As stated in (Wood 2006), as long as the p-values give a clear cut result it is usually safe to rely on them, but when they are close to the threshold of accepting or rejecting the null, they must be carefully treated. Indeed, as the uncertainty on the smoothing parameter estimation has been neglected in the reference distribution used for testing, these distributions are typically too narrow and attribute too low a probability to moderately high values in the test statistics. In that case, to obtain more accurate p-values, it may be preferable to perform test on overspecified unpenalized models even if it induces a cost in terms of statistical power.

2.6.5 Multiple testing comparison

In some context, as it is the case with the analysis of genes expression data or in Genome-Wide Association Studies (GWASs) for instance, we may need to perform simultaneously a very large number, \(d \in [1,\dots,D]\), of tests and therefore the same large number of p-value.

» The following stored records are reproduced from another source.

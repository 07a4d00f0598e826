// src/capabilities/mod.rs
//! External tools the extractors depend on, behind traits so tests can fake them.

pub mod chrome;
pub mod git;
pub mod http;

use async_trait::async_trait;
use std::path::Path;

use crate::utils::error::{CloneError, RenderError};

pub use chrome::ChromeRenderer;
pub use git::GitCloner;
pub use http::HttpRenderer;

/// Turns a link into the page's HTML.
#[async_trait]
pub trait Renderer: Send + Sync {
    async fn render(&self, link: &str) -> Result<String, RenderError>;
}

/// Fetches a repository into `target_dir`, which must not exist yet.
#[async_trait]
pub trait RepoCloner: Send + Sync {
    async fn clone_repo(&self, link: &str, target_dir: &Path) -> Result<(), CloneError>;
}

If we reject, for the \(d^{th}\) tests, the null hypothesis \(H_{0,d}\) when its associated p-value \(\hat{p}_d\) is not larger than \(\alpha\), then for each tests \(d\), the probability to reject wrongly \(H_{0,d}\) is at most \(\alpha\). Nevertheless, if we consider the \(D\) tests simultaneously the number of hypothesis \(H_{0,d}\) wrongly rejected (false positive or type I error) can be very large. Actually, the expectation of the number of false positives in given by:

\[\mathbb{E}[\text{False Positives}] = \sum_{d:H{0,d}}^D \mathbb{P}_{H{0,d}}(T_d \geq u_{\alpha}) = \text{card} \lbrace d:H_{0,d} \text{ is true} \rbrace\times \alpha,\] if the threshold \(u_{\alpha}\) is such that \(\mathbb{P}_{H{0,d}} = \alpha\)for every \(d\). For instance, for a typical value of \(\alpha = 5 \%\) and card \(\lbrace d:H_{0,d} \text{ is true} \rbrace =1000\), then we obtain on average 500 false positives. It is therefore necessary to adjust the threshold \(u_{\alpha}\) at which we reject the null hypothesis in order to control for the number of false positives while not losing too much power.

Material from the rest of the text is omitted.